- **TASK OBJECTIVE**
Reply with one number: the count of lines in the data that hold the string "Parser".
>>>>
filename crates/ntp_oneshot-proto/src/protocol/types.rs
use core::fmt;

use super::ConstPackedSizeBytes;
use crate::error::PacketError;

/// **NTP Timestamp Format** - Used in packet headers and other places with limited word size. It
/// includes a 32-bit unsigned seconds field spanning 136 years and a 32-bit fraction field
/// resolving 232 picoseconds.
///
/// The prime epoch is 0 h 1 January 1900 UTC, when all bits are zero. An all-zero value on the
/// wire means the timestamp is not set.
///
/// ### Layout
///
/// ```ignore
///  0                   1                   2                   3
///  0 1 2 3 4 5 6 7 8 9 0 1 2 3 4 5 6 7 8 9 0 1 2 3 4 5 6 7 8 9 0 1
/// +-+-+-+-+-+-+-+-+-+-+-+-+-+-+-+-+-+-+-+-+-+-+-+-+-+-+-+-+-+-+-+-+
/// |                            Seconds                            |
/// +-+-+-+-+-+-+-+-+-+-+-+-+-+-+-+-+-+-+-+-+-+-+-+-+-+-+-+-+-+-+-+-+
/// |                            Fraction                           |
/// +-+-+-+-+-+-+-+-+-+-+-+-+-+-+-+-+-+-+-+-+-+-+-+-+-+-+-+-+-+-+-+-+
/// ```
#[repr(C)]
#[derive(Clone, Copy, Debug, Default, Eq, Hash, Ord, PartialEq, PartialOrd)]
pub struct TimestampFormat {
    /// Seconds since 1900-01-01 00:00:00 UTC (32-bit unsigned).
    pub seconds: u32,
    /// Fractional seconds (32-bit unsigned, resolution of ~232 picoseconds).
    pub fraction: u32,
}

impl TimestampFormat {
    /// Split a 64-bit fixed-point value into its seconds (upper 32 bits) and fraction (lower 32
    /// bits).
    pub const fn from_bits(bits: u64) -> Self {
        TimestampFormat {
            seconds: (bits >> 32) as u32,
            fraction: bits as u32,
        }
    }

    /// The 64-bit fixed-point value, seconds in the upper half.
    pub const fn to_bits(self) -> u64 {
        ((self.seconds as u64) << 32) | self.fraction as u64
    }

    /// Whether this is the "not set" sentinel (all bits zero).
    pub const fn is_unset(self) -> bool {
        self.seconds == 0 && self.fraction == 0
    }
}

/// A 2-bit integer warning of an impending leap second to be inserted or deleted in the last
/// minute of the current month.
///
/// Note that this field is packed in the actual header.
#[repr(u8)]
#[derive(Copy, Clone, Debug, Default, Eq, Hash, PartialEq)]
pub enum LeapIndicator {
    /// No leap required.
    #[default]
    NoWarning = 0,
    /// Last minute of the day has 61 seconds.
    LastMinute61 = 1,
    /// Last minute of the day has 59 seconds.
    LastMinute59 = 2,
    /// Alarm condition: clock unsynchronized.
    Alarm = 3,
}

impl LeapIndicator {
    /// Interpret the low two bits of `bits`. Every 2-bit pattern is a valid indicator.
    pub const fn from_bits(bits: u8) -> Self {
        match bits & 0b11 {
            0 => LeapIndicator::NoWarning,
            1 => LeapIndicator::LastMinute61,
            2 => LeapIndicator::LastMinute59,
            _ => LeapIndicator::Alarm,
        }
    }
}

impl TryFrom<u8> for LeapIndicator {
    type Error = PacketError;

    fn try_from(value: u8) -> Result<Self, Self::Error> {
        if value > 0b11 {
            return Err(PacketError::InvalidField {
                field: "leap indicator",
                value: value as u32,
            });
        }
        Ok(LeapIndicator::from_bits(value))
    }
}

/// The association modes a client produces or expects to receive.
///
/// Note that while this enum is 8-bits, this field is packed to 3 in the actual header. Other
/// mode values found in received packets are reported raw by [`Packet::mode`](super::Packet::mode).
#[repr(u8)]
#[derive(Copy, Clone, Debug, Default, Eq, Hash, PartialEq)]
pub enum AssociationMode {
    /// Client mode (value 3).
    #[default]
    Client = 3,
    /// Server mode (value 4).
    Server = 4,
}

impl TryFrom<u8> for AssociationMode {
    type Error = PacketError;

    fn try_from(value: u8) -> Result<Self, Self::Error> {
        match value {
            3 => Ok(AssociationMode::Client),
            4 => Ok(AssociationMode::Server),
            _ => Err(PacketError::InvalidField {
                field: "association mode",
                value: value as u32,
            }),
        }
    }
}

impl fmt::Display for LeapIndicator {
    fn fmt(&self, f: &mut fmt::Formatter<'_>) -> fmt::Result {
        let text = match self {
            LeapIndicator::NoWarning => "no warning",
            LeapIndicator::LastMinute61 => "last minute has 61 seconds",
            LeapIndicator::LastMinute59 => "last minute has 59 seconds",
            LeapIndicator::Alarm => "alarm (unsynchronized)",
        };
        f.write_str(text)
    }
}

// Size implementations.

impl ConstPackedSizeBytes for TimestampFormat {
    const PACKED_SIZE_BYTES: usize = 8;
}

#[cfg(test)]
mod tests {
    use super::*;

    #[test]
    fn timestamp_bits_split() {
        let ts = TimestampFormat::from_bits(0xE93C_7680_8000_0000);
        assert_eq!(ts.seconds, 0xE93C_7680);
        assert_eq!(ts.fraction, 0x8000_0000);
        assert_eq!(ts.to_bits(), 0xE93C_7680_8000_0000);
        assert!(!ts.is_unset());
        assert!(TimestampFormat::default().is_unset());
    }

    #[test]
    fn leap_indicator_try_from() {
        assert_eq!(LeapIndicator::try_from(0).unwrap(), LeapIndicator::NoWarning);
        assert_eq!(LeapIndicator::try_from(3).unwrap(), LeapIndicator::Alarm);
        assert!(LeapIndicator::try_from(4).is_err());
    }

    #[test]
    fn association_mode_try_from() {
        assert_eq!(AssociationMode::try_from(3).unwrap(), AssociationMode::Client);
        assert_eq!(AssociationMode::try_from(4).unwrap(), AssociationMode::Server);
        assert_eq!(
            AssociationMode::try_from(5),
            Err(PacketError::InvalidField {
                field: "association mode",
                value: 5,
            })
        );
    }
}
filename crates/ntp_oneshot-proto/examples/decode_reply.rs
// Copyright 2026 U.S. Federal Government (in countries where recognized)
// SPDX-License-Identifier: Apache-2.0

// Offline NTP packet walkthrough
//
// Builds a client request, plays the server's part by hand, decodes the reply
// bytes and evaluates the exchange. No sockets are involved.
//
// Usage:
//   cargo run -p ntp_oneshot-proto --example decode_reply

use chrono::TimeDelta;
use ntp_proto::error::PacketError;
use ntp_proto::ntp_time;
use ntp_proto::protocol::{AssociationMode, ConstPackedSizeBytes, LeapIndicator, Packet};

fn main() -> Result<(), PacketError> {
    // ── 1. Client request ───────────────────────────────────────────────
    let request = Packet::new();
    println!("request ({} bytes): {request}", Packet::PACKED_SIZE_BYTES);

    // ── 2. Server reply, 250 ms ahead of us, 20 ms each way ─────────────
    let t1 = request.origin_timestamp().unwrap_or_else(ntp_time::now);
    let skew = TimeDelta::milliseconds(250);
    let one_way = TimeDelta::milliseconds(20);

    let mut server = Packet::from_bytes(request.as_bytes())?;
    server.set_leap_indicator(LeapIndicator::NoWarning);
    server.set_mode(AssociationMode::Server);
    server.set_stratum(1);
    server.set_reference_id(u32::from_be_bytes(*b"GPS\0"));
    server.set_receive_timestamp(Some(t1 + one_way + skew));
    server.set_transmit_timestamp(Some(t1 + one_way + skew + TimeDelta::milliseconds(1)));
    let wire = server.into_bytes();

    // ── 3. Client side: decode, complete the exchange, evaluate ─────────
    let mut reply = Packet::from_bytes(wire)?;
    reply.set_origin_timestamp(request.origin_timestamp());
    reply.set_destination_timestamp(Some(t1 + one_way * 2 + TimeDelta::milliseconds(1)));

    println!("reply: {reply}");
    println!("round trip: {}", reply.round_trip_time()?);
    println!("offset:     {}", reply.correction_offset()?);

    // ── 4. Short buffers are rejected ───────────────────────────────────
    match Packet::from_bytes(&reply.as_bytes()[..20]) {
        Ok(_) => println!("unexpected: 20 bytes decoded"),
        Err(e) => println!("20-byte buffer: {e}"),
    }
    Ok(())
}
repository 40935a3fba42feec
// Copyright 2026 U.S. Federal Government (in countries where recognized)
// SPDX-License-Identifier: Apache-2.0

//! NTPv4 packet codec.
//!
//! This crate provides the wire-level half of a single-sample NTP client (RFC 5905): the
//! 48-byte [`Packet`](protocol::Packet) with its bit-packed and fixed-point fields, the
//! conversion between 32.32 timestamps and UTC instants, and the offset / round-trip
//! arithmetic over the four exchange timestamps.
//!
//! ```
//! use chrono::{TimeDelta, TimeZone, Utc};
//! use ntp_proto::protocol::Packet;
//!
//! let t1 = Utc.with_ymd_and_hms(2024, 1, 1, 0, 0, 0).unwrap();
//! let mut reply = Packet::empty();
//! reply.set_origin_timestamp(Some(t1));
//! reply.set_receive_timestamp(Some(t1 + TimeDelta::milliseconds(50)));
//! reply.set_transmit_timestamp(Some(t1 + TimeDelta::milliseconds(60)));
//! reply.set_destination_timestamp(Some(t1 + TimeDelta::milliseconds(120)));
//!
//! assert_eq!(reply.round_trip_time().unwrap(), TimeDelta::milliseconds(110));
//! assert_eq!(reply.correction_offset().unwrap(), TimeDelta::milliseconds(-5));
//! ```

#![deny(unsafe_code)]
#![warn(missing_docs)]

/// Error types for packet construction, field validation and timing evaluation.
pub mod error;

/// NTP packet types and constants (RFC 5905).
pub mod protocol;

/// NTP timestamp conversion utilities.
///
/// Converts between the 32.32 fixed-point [`protocol::TimestampFormat`] (seconds since
/// 1900-01-01) and `chrono::DateTime<Utc>`.
pub mod ntp_time;
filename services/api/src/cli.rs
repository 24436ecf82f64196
use crate::console::{run_chat, run_dashboard, run_roles, ChatArgs, DashboardArgs};
use crate::server;
use clap::{Args, Parser, Subcommand};
use compliance_pilot::error::AppError;

#[derive(Parser, Debug)]
#[command(
    name = "Compliance Pilot",
    about = "Serve and explore the role-personalized compliance assistant",
    version
)]
struct Cli {
    #[command(subcommand)]
    command: Option<Command>,
}

#[derive(Subcommand, Debug)]
enum Command {
    /// Start the HTTP service (default command)
    Serve(ServeArgs),
    /// List the roles available in the role picker
    Roles,
    /// Print the compliance dashboard, optionally personalized for a role
    Dashboard(DashboardArgs),
    /// Chat with the assistant as a role from the terminal
    Chat(ChatArgs),
}

#[derive(Args, Debug, Default)]
pub(crate) struct ServeArgs {
    /// Override the configured host for the HTTP server
    #[arg(long)]
    pub(crate) host: Option<String>,
    /// Override the configured port for the HTTP server
    #[arg(long)]
    pub(crate) port: Option<u16>,
}

pub(crate) async fn run() -> Result<(), AppError> {
    let cli = Cli::parse();
    let command = cli
        .command
        .unwrap_or_else(|| Command::Serve(ServeArgs::default()));

    match command {
        Command::Serve(args) => server::run(args).await,
        Command::Roles => run_roles(),
        Command::Dashboard(args) => run_dashboard(args),
        Command::Chat(args) => run_chat(args).await,
    }
}
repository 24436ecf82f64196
mod common;
mod cli;
mod console;
mod infra;
mod routes;
mod server;

use compliance_pilot::error::AppError;

pub async fn run() -> Result<(), AppError> {
    cli::run().await
}
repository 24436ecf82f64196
use super::labels::{role_label, RoleLabel};
use super::metrics::{compute_ocl, ComplianceMetrics};
use super::status::ComplianceStatus;
use crate::roles::Role;
use serde::Serialize;

/// Scored view of a metrics snapshot for one viewer. Rebuilt whenever the
/// metrics or role change.
#[derive(Debug, Clone, PartialEq, Eq, Serialize)]
pub struct ComplianceResult {
    pub level: i32,
    pub metrics: ComplianceMetrics,
    pub status: ComplianceStatus,
    pub status_label: &'static str,
    pub tone: &'static str,
    pub role_specific_label: String,
    pub role_specific_subtext: String,
}

impl ComplianceResult {
    pub fn evaluate(
        metrics: ComplianceMetrics,
        role: Option<Role>,
        risk_concentration: Option<&str>,
    ) -> Self {
        let level = compute_ocl(&metrics);
        let status = ComplianceStatus::from_level(level);
        let RoleLabel { label, subtext } = match role {
            Some(role) => role_label(role, level, risk_concentration),
            None => RoleLabel::generic(level),
        };

        Self {
            level,
            metrics,
            status,
            status_label: status.label(),
            tone: status.tone(),
            role_specific_label: label,
            role_specific_subtext: subtext,
        }
    }

    pub fn mock(role: Role) -> Self {
        Self::evaluate(ComplianceMetrics::mock(), Some(role), None)
    }

    pub fn headline(&self) -> &str {
        self.role_specific_label
            .split_once(':')
            .map(|(head, _)| head)
            .unwrap_or(&self.role_specific_label)
    }
}
//! Organizational roles and the directory of display metadata shown on the role picker.

use serde::{Deserialize, Serialize};
use std::fmt;
use std::fs::File;
use std::io::Read;
use std::path::Path;
use std::str::FromStr;

#[derive(Debug, Clone, Copy, PartialEq, Eq, Hash, PartialOrd, Ord, Serialize, Deserialize)]
#[serde(rename_all = "kebab-case")]
pub enum Role {
    Clo,
    HrAdmin,
    ChiefOfStaff,
    LineManager,
    DivisionDirector,
}

impl Role {
    pub const fn ordered() -> [Self; 5] {
        [
            Self::Clo,
            Self::HrAdmin,
            Self::ChiefOfStaff,
            Self::LineManager,
            Self::DivisionDirector,
        ]
    }

    pub const fn id(self) -> &'static str {
        match self {
            Self::Clo => "clo",
            Self::HrAdmin => "hr-admin",
            Self::ChiefOfStaff => "chief-of-staff",
            Self::LineManager => "line-manager",
            Self::DivisionDirector => "division-director",
        }
    }
}

impl fmt::Display for Role {
    fn fmt(&self, f: &mut fmt::Formatter<'_>) -> fmt::Result {
        f.write_str(self.id())
    }
}

impl FromStr for Role {
    type Err = UnknownRole;

    fn from_str(value: &str) -> Result<Self, Self::Err> {
        let normalized = value.trim().to_ascii_lowercase();
        Self::ordered()
            .into_iter()
            .find(|role| role.id() == normalized)
            .ok_or_else(|| UnknownRole(value.trim().to_string()))
    }
}

#[derive(Debug, Clone, PartialEq, Eq, thiserror::Error)]
#[error("unknown role '{0}'")]
pub struct UnknownRole(pub String);

/// Display metadata for a single role.
#[derive(Debug, Clone, PartialEq, Eq, Serialize, Deserialize)]
pub struct RoleProfile {
    pub id: Role,
    pub title: String,
    pub description: String,
    pub icon: String,
    pub welcome_message: String,
}

/// Read-only table of role profiles. Every role appears exactly once.
#[derive(Debug, Clone, PartialEq, Eq, Serialize)]
pub struct RoleDirectory {
    profiles: Vec<RoleProfile>,
}

impl RoleDirectory {
    pub fn standard() -> Self {
        let profile = |id, title: &str, description: &str, icon: &str, welcome: &str| RoleProfile {
            id,
            title: title.to_string(),
            description: description.to_string(),
            icon: icon.to_string(),
            welcome_message: welcome.to_string(),
        };

        Self {
            profiles: vec![
                profile(
                    Role::Clo,
                    "Chief Learning Officer",
                    "Strategic oversight of learning impact on compliance risk",
                    "🎯",
                    "Hi! I'm here to help you understand how learning impacts compliance risk across the organization — and where strategy can reduce exposure.",
                ),
                profile(
                    Role::HrAdmin,
                    "HR / LMS Admin",
                    "Training completion tracking and audit readiness",
                    "📊",
                    "Hi! I'll help you spot what's overdue, expiring, or missing — and what to fix before it becomes an audit issue.",
                ),
                profile(
                    Role::ChiefOfStaff,
                    "Chief of Staff",
                    "Executive summaries and leadership risk visibility",
                    "📋",
                    "Hi! I'll surface the top compliance risks leadership should know, and help you prepare clear executive summaries.",
                ),
                profile(
                    Role::LineManager,
                    "Line Manager",
                    "Team compliance status and direct actions",
                    "👥",
                    "Hi! I'll show you exactly what your team needs from you to stay compliant — no reports required.",
                ),
                profile(
                    Role::DivisionDirector,
                    "Division Director",
                    "Division-level exposure and risk reduction",
                    "🏢",
                    "Hi! I'll help you understand where your division is exposed, why, and how to reduce risk quickly.",
                ),
            ],
        }
    }

    /// Build a directory from explicit profiles, rejecting gaps and duplicates.
    pub fn from_profiles(profiles: Vec<RoleProfile>) -> Result<Self, DirectoryError> {
        for (index, profile) in profiles.iter().enumerate() {
            if profiles[..index].iter().any(|seen| seen.id == profile.id) {
                return Err(DirectoryError::DuplicateRole(profile.id));
            }
        }

        if let Some(missing) = Role::ordered()
            .into_iter()
            .find(|role| !profiles.iter().any(|profile| profile.id == *role))
        {
            return Err(DirectoryError::MissingRole(missing));
        }

        Ok(Self { profiles })
    }

    pub fn from_reader<R: Read>(reader: R) -> Result<Self, DirectoryError> {
        let profiles: Vec<RoleProfile> = serde_json::from_reader(reader)?;
        Self::from_profiles(profiles)
    }

    pub fn from_path<P: AsRef<Path>>(path: P) -> Result<Self, DirectoryError> {
        let file = File::open(path)?;
        Self::from_reader(file)
    }

    pub fn profiles(&self) -> &[RoleProfile] {
        &self.profiles
    }

    pub fn profile(&self, role: Role) -> &RoleProfile {
        self.profiles
            .iter()
            .find(|profile| profile.id == role)
            .unwrap_or_else(|| unreachable!("directory validated to contain {role}"))
    }
}

impl Default for RoleDirectory {
    fn default() -> Self {
        Self::standard()
    }
}

#[derive(Debug, thiserror::Error)]
pub enum DirectoryError {
    #[error("role directory is missing an entry for '{0}'")]
    MissingRole(Role),
    #[error("role directory lists '{0}' more than once")]
    DuplicateRole(Role),
    #[error("role directory is not valid JSON: {0}")]
    Parse(#[from] serde_json::Error),
    #[error("unable to read role directory: {0}")]
    Io(#[from] std::io::Error),
}
use compliance_pilot_api::run;

#[tokio::main]
async fn main() {
    if let Err(err) = run().await {
        eprintln!("application error: {err}");
        std::process::exit(1);
    }
}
<<<<
- **TASK RESPONSE**
2